Wednesday, November 13, 2019
Tales Of Simple :: essays research papers
Langston Hughes is represented in Black Voices by the Tales of Simple. Hughes first presents his character Jessie B. Simple in the Forward: Who is Simple? In this tale the reader is given its first look at the character Jessie B. Simple who is a black man that represents almost the "anybody or everybody" of black society. Simple is a man who needs to drink, to numb the pain of living life. "Usually over a glass of beer, he tells me his tales... with a pain in his soul... sometimes as the old blues says... Simple might be laughing to keep from crying" (98, 99). Jessie B. Simple, also known as Simple, has just the right combination of qualities to be Black America's new spokesman and unsung hero. Simple seems to possess just enough urban humor and cynicism, down-home simplicity, naivete, and "boy-next-door innocence" that Simple easily becomes a character that hard-working, average, everyday people can relate to. He quickly becomes this sort of Black Every man whose bunions hurt all the time and whose thoughts are relatively quite simple, yet he is a man who rises above these facts and has a perception that shows the man to have great wisdom and incredible insight. And although he maintains seriousness for all his wisdom to come through; his presentation of the facts is given in a humorous manner. In Bop, "That's why so many white folks do not get their heads beat just for being white. But me --- a cop is liable to grab me almost anytime and beat my head- just for being colored " (105). This side to Simple is an example of Hughes attempt to give simple facts or actual truth but instead of telling these things harshly and angrily he tries to sweeten them with a little sarcastic humor.
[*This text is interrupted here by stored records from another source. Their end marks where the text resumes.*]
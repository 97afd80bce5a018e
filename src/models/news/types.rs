use chrono::{DateTime, Utc};
use serde::Deserialize;

pub const NEWS_STATUSES: &[(&str, &str)] = &[("published", "Published"), ("draft", "Draft")];

#[derive(Debug, Clone, sqlx::FromRow)]
pub struct NewsItem {
    pub id: i64,
    pub title: String,
    pub content: String,
    pub image_url: String,
    pub author_id: Option<i64>,
    pub author_name: String,
    pub status: String,
    pub created_at: DateTime<Utc>,
    pub updated_at: DateTime<Utc>,
}

/// Which drafts a reader may see alongside published items.
#[derive(Debug, Clone, Copy, PartialEq, Eq)]
pub enum DraftAccess {
    All,
    AuthoredBy(i64),
}

impl NewsItem {
    pub fn is_published(&self) -> bool {
        self.status == "published"
    }

    pub fn is_visible_to(&self, access: DraftAccess) -> bool {
        match access {
            DraftAccess::All => true,
            DraftAccess::AuthoredBy(uid) => self.is_published() || self.author_id == Some(uid),
        }
    }

    /// First 200 characters of the body, on a char boundary.
    pub fn excerpt(&self) -> String {
        let text = self.content.trim();
        match text.char_indices().nth(200) {
            Some((idx, _)) => format!("{}...", &text[..idx]),
            None => text.to_string(),
        }
    }
}

#[derive(Debug, Deserialize)]
pub struct NewsForm {
    pub title: String,
    pub content: String,
    #[serde(default)]
    pub image_url: String,
    #[serde(default = "default_status")]
    pub status: String,
    pub csrf_token: String,
}

fn default_status() -> String {
    "published".to_string()
}

/// Validated create/update payload.
#[derive(Debug, Clone)]
pub struct NewsInput {
    pub title: String,
    pub content: String,
    pub image_url: String,
    pub status: String,
}

impl NewsForm {
    pub fn validate(&self) -> Result<NewsInput, Vec<String>> {
        use crate::auth::validate;

        let mut errors = vec![];
        errors.extend(validate::validate_required(&self.title, "Title", 200));
        errors.extend(validate::validate_required(&self.content, "Content", 20_000));
        errors.extend(validate::validate_optional(&self.image_url, "Image URL", 500));
        if !NEWS_STATUSES.iter().any(|(s, _)| *s == self.status) {
            errors.push("Status must be draft or published".to_string());
        }
        if !errors.is_empty() {
            return Err(errors);
        }
        Ok(NewsInput {
            title: self.title.trim().to_string(),
            content: self.content.trim().to_string(),
            image_url: self.image_url.trim().to_string(),
            status: self.status.clone(),
        })
    }
}

#[cfg(test)]
mod tests {
    use super::*;

    #[test]
    fn form_rejects_unknown_status() {
        let form = NewsForm {
            title: "Budget hearing".into(),
            content: "Open to all students".into(),
            image_url: String::new(),
            status: "archived".into(),
            csrf_token: "t".into(),
        };
        assert!(form.validate().is_err());
        let ok = NewsForm { status: "draft".into(), ..form };
        assert_eq!(ok.validate().unwrap().status, "draft");
    }

    fn item(status: &str, author_id: Option<i64>) -> NewsItem {
        NewsItem {
            id: 1,
            title: "t".into(),
            content: "é".repeat(250),
            image_url: String::new(),
            author_id,
            author_name: String::new(),
            status: status.into(),
            created_at: Utc::now(),
            updated_at: Utc::now(),
        }
    }

    #[test]
    fn drafts_visible_to_editors_and_author() {
        let draft = item("draft", Some(7));
        assert!(draft.is_visible_to(DraftAccess::All));
        assert!(draft.is_visible_to(DraftAccess::AuthoredBy(7)));
        assert!(!draft.is_visible_to(DraftAccess::AuthoredBy(8)));
        assert!(item("published", Some(7)).is_visible_to(DraftAccess::AuthoredBy(8)));
        assert!(!item("draft", None).is_visible_to(DraftAccess::AuthoredBy(8)));
    }

    #[test]
    fn excerpt_truncates_on_char_boundary() {
        let item = item("published", None);
        let ex = item.excerpt();
        assert!(ex.ends_with("..."));
        assert_eq!(ex.chars().count(), 203);
    }
}
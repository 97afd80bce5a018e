pub mod admin;
pub mod submit;

pub use admin::*;
pub use submit::*;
At times, Simple is full of pain. "I have had so many hardships in this life," said Simple, "that it is a wonder I'll live until I die" (105). This comment by Simple is one of Ramsey 2 many that help portray him as a simple man who has been both mentally and physically broken-down by society but who in Census also says that, in spite of all the hardships he has experienced, he is still here. Hughes, by using Simple, shows his discontent of the black man's world, yet in showing these feelings Hughes never portrays himself to be angry, overcome by fear, or overwhelmed by racial paranoia.